Once again, black parents, with the determined Reverend L. Francis Griffin as the plaintiff, had to haul Virginia back to court. But as the Washington Post reported, when the lawsuits hit, Prince Edward County supervisors simply “denied that the Virginia constitution requires the operation of public schools in any county.”88 Finally, cutting through that absurdity, the U.S. Supreme Court handed down two unequivocal decisions that forced the schools to reopen.89 Even then local and state authorities “employed every weapon in their arsenal to ensure that the newly reopened system remained segregated, impoverished and academically substandard.”90 The most popular method of foot-dragging was the school board’s freedom-of-choice plan, which ensured that white parents could move their children away from any school “threatened” with desegregation.91 The result was that by 1969, Prince Edward County Schools were now 98 percent black, and, once again, starved of resources.92 Stall and defy had transformed into stall and undermine, but the results were the same: devastating.93
During the series of court cases swirling around Prince Edward County, a judge had noted that “an interrupted education of one year or even six months at that age places a serious handicap upon a child, which the average one may not overcome.”94 The federal government agreed and in 1963 backed the privately funded Free School to serve as an educational bridge to get the black children of Prince Edward County academically ready for when the public schools finally reopened.95 But it was too late. One black teen, Skip Griffin, spoke of how “embarrassing” it was to sit in a classroom and look at an assignment, unable to do anything more than write his name at the top of the page. He had two crippling words to describe himself: “very dumb.” His mother had tried to help him, but the schools she herself had attended in Prince Edward County were nothing but shanties and hovels with the equipment to match.96 The psychological devastation was equally debilitating. Henry Cabarrus recalled one of Prince Edward County’s white officials declaring that he would “rather his children be baked in the oven” than go to an integrated school. Cabarrus was taken aback. “When you have such strong white resistance against you as a person such that they can take away the most fundamental thing—education—if someone can take that away from you, your esteem is so small that … you’re always looking over your shoulder for who is going to attack or criticize.”97 The damage had been done.
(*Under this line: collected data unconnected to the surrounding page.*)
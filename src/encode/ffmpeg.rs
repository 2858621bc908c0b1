//! MP4 output: straight RGBA frames piped into a system `ffmpeg` running libx264.

use std::{
    ffi::OsString,
    io::Write as _,
    path::{Path, PathBuf},
    process::{Child, ChildStdin, Command, Stdio},
};

use anyhow::Context as _;

use crate::{
    foundation::core::{Fps, Rgba8},
    foundation::error::{StoryError, StoryResult},
    foundation::math::mul_div255,
    render::FrameRGBA,
};

/// Output geometry and destination of one MP4.
#[derive(Clone, Debug)]
pub struct Mp4Settings {
    pub width: u32,
    pub height: u32,
    pub fps: Fps,
    pub out_path: PathBuf,
    pub overwrite: bool,
}

impl Mp4Settings {
    pub fn new(out_path: impl Into<PathBuf>, width: u32, height: u32, fps: Fps) -> Self {
        Self {
            width,
            height,
            fps,
            out_path: out_path.into(),
            overwrite: true,
        }
    }

    pub fn validate(&self) -> StoryResult<()> {
        if self.width == 0 || self.height == 0 {
            return Err(StoryError::validation("mp4 width/height must be non-zero"));
        }
        // yuv420p subsamples chroma 2x2.
        if !self.width.is_multiple_of(2) || !self.height.is_multiple_of(2) {
            return Err(StoryError::validation(format!(
                "mp4 dimensions must be even for yuv420p, got {}x{}",
                self.width, self.height
            )));
        }
        if self.fps.num == 0 || self.fps.den == 0 {
            return Err(StoryError::validation("mp4 fps must be non-zero"));
        }
        Ok(())
    }

    /// Value for `-r`; whole rates print bare, others as `num/den`.
    fn frame_rate(&self) -> String {
        match self.fps.den {
            1 => self.fps.num.to_string(),
            den => format!("{}/{den}", self.fps.num),
        }
    }

    fn ffmpeg_args(&self) -> Vec<OsString> {
        let size = format!("{}x{}", self.width, self.height);
        let rate = self.frame_rate();
        let flags: [&str; 20] = [
            if self.overwrite { "-y" } else { "-n" },
            "-loglevel",
            "error",
            "-f",
            "rawvideo",
            "-pix_fmt",
            "rgba",
            "-s",
            &size,
            "-r",
            &rate,
            "-i",
            "pipe:0",
            "-an",
            "-c:v",
            "libx264",
            "-pix_fmt",
            "yuv420p",
            "-movflags",
            "+faststart",
        ];
        let mut args: Vec<OsString> = flags.into_iter().map(OsString::from).collect();
        args.push(self.out_path.clone().into_os_string());
        args
    }
}

pub fn ffmpeg_available() -> bool {
    Command::new("ffmpeg")
        .arg("-version")
        .stdout(Stdio::null())
        .stderr(Stdio::null())
        .status()
        .is_ok_and(|s| s.success())
}

pub fn create_parent_dir(path: &Path) -> StoryResult<()> {
    let Some(parent) = path.parent().filter(|p| !p.as_os_str().is_empty()) else {
        return Ok(());
    };
    std::fs::create_dir_all(parent)
        .with_context(|| format!("create output directory '{}'", parent.display()))?;
    Ok(())
}

/// A running `ffmpeg` child fed one flattened frame at a time.
pub struct Mp4Writer {
    settings: Mp4Settings,
    bg: Rgba8,
    child: Child,
    pipe: Option<ChildStdin>,
    opaque: Vec<u8>,
    written: u64,
}

impl Mp4Writer {
    pub fn spawn(settings: Mp4Settings, bg: Rgba8) -> StoryResult<Self> {
        settings.validate()?;
        if !settings.overwrite && settings.out_path.exists() {
            return Err(StoryError::validation(format!(
                "refusing to overwrite '{}'",
                settings.out_path.display()
            )));
        }
        if !ffmpeg_available() {
            return Err(StoryError::evaluation(
                "MP4 output needs `ffmpeg` on PATH and none was found",
            ));
        }
        create_parent_dir(&settings.out_path)?;

        tracing::debug!(
            out = %settings.out_path.display(),
            rate = %settings.frame_rate(),
            "starting ffmpeg"
        );
        let mut child = Command::new("ffmpeg")
            .args(settings.ffmpeg_args())
            .stdin(Stdio::piped())
            .stdout(Stdio::null())
            .stderr(Stdio::piped())
            .spawn()
            .map_err(|e| StoryError::evaluation(format!("could not start ffmpeg: {e}")))?;
        let pipe = child.stdin.take();
        if pipe.is_none() {
            return Err(StoryError::evaluation("ffmpeg stdin was not captured"));
        }

        Ok(Self {
            settings,
            bg,
            child,
            pipe,
            opaque: Vec::new(),
            written: 0,
        })
    }

    pub fn push(&mut self, frame: &FrameRGBA) -> StoryResult<()> {
        let size = (self.settings.width, self.settings.height);
        flatten_frame(frame, size, self.bg, &mut self.opaque)?;
        let pipe = self
            .pipe
            .as_mut()
            .ok_or_else(|| StoryError::evaluation("ffmpeg pipe is already closed"))?;
        pipe.write_all(&self.opaque)
            .map_err(|e| StoryError::evaluation(format!("ffmpeg pipe write failed: {e}")))?;
        self.written += 1;
        Ok(())
    }

    /// Close the pipe, wait for ffmpeg, and return how many frames it received.
    pub fn finish(mut self) -> StoryResult<u64> {
        self.pipe = None;
        let output = self
            .child
            .wait_with_output()
            .map_err(|e| StoryError::evaluation(format!("waiting on ffmpeg failed: {e}")))?;
        if output.status.success() {
            return Ok(self.written);
        }
        Err(StoryError::evaluation(format!(
            "ffmpeg failed ({}): {}",
            output.status,
            String::from_utf8_lossy(&output.stderr).trim()
        )))
    }
}

/// Composite `frame` over the opaque `bg` into `out` as straight RGBA with alpha 255.
///
/// Fails unless the frame is exactly `size` and its buffer holds `width * height` pixels.
pub(crate) fn flatten_frame(
    frame: &FrameRGBA,
    size: (u32, u32),
    bg: Rgba8,
    out: &mut Vec<u8>,
) -> StoryResult<()> {
    if (frame.width, frame.height) != size {
        return Err(StoryError::validation(format!(
            "frame is {}x{}, expected {}x{}",
            frame.width, frame.height, size.0, size.1
        )));
    }
    let bytes = frame.width as usize * frame.height as usize * 4;
    if frame.data.len() != bytes {
        return Err(StoryError::validation(format!(
            "frame buffer holds {} bytes, {}x{} RGBA needs {bytes}",
            frame.data.len(),
            frame.width,
            frame.height
        )));
    }

    out.resize(bytes, 0);
    let bg = [bg.r, bg.g, bg.b].map(u16::from);
    for (px, dst) in frame.data.chunks_exact(4).zip(out.chunks_exact_mut(4)) {
        let alpha = u16::from(px[3]);
        for ((d, &s), &b) in dst.iter_mut().zip(&px[..3]).zip(&bg) {
            let fg = if frame.premultiplied {
                u16::from(s)
            } else {
                mul_div255(u16::from(s), alpha)
            };
            *d = (fg + mul_div255(b, 255 - alpha)).min(255) as u8;
        }
        dst[3] = 255;
    }
    Ok(())
}

#[cfg(test)]
#[path = "../../tests/unit/encode/ffmpeg.rs"]
mod tests;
Eventually, Skip Griffin, along with legions of African American children, became discouraged and simply dropped out.98
Prince Edward County is emblematic of the way that systematized racism
not only destroys black lives but also undermines the very strength of the United States. Even as thousands of African American children were left behind educationally, the economy was beginning a seismic transformation that would require even more of its citizens. Factory jobs, the ones that President Franklin Roosevelt had once called “the arsenal of democracy”—the living-wage-with-barely-a-high-school-diploma jobs—were rapidly disappearing.99 It wasn’t quite perceptible then that a sector that at one time had accounted for some 25 percent of all paid employment in the United States would be near collapse by the 1970s.100 But the first cracks in the armor of industrial America were already there in the 1950s.101 By the time Prince Edward County finally decided to implement at least parts of Brown in the 1970s, the heyday of industrial America, where gainful employment had not required a strong education—just a strong back—was already well over, with the knowledge-based economy taking hold.102 That economy was primed for those who had had the benefit of years of good schools and, in particular, for whites who had a well-funded public school system that went all the way through the twelfth grade and graduated the lion’s share of them as college-ready.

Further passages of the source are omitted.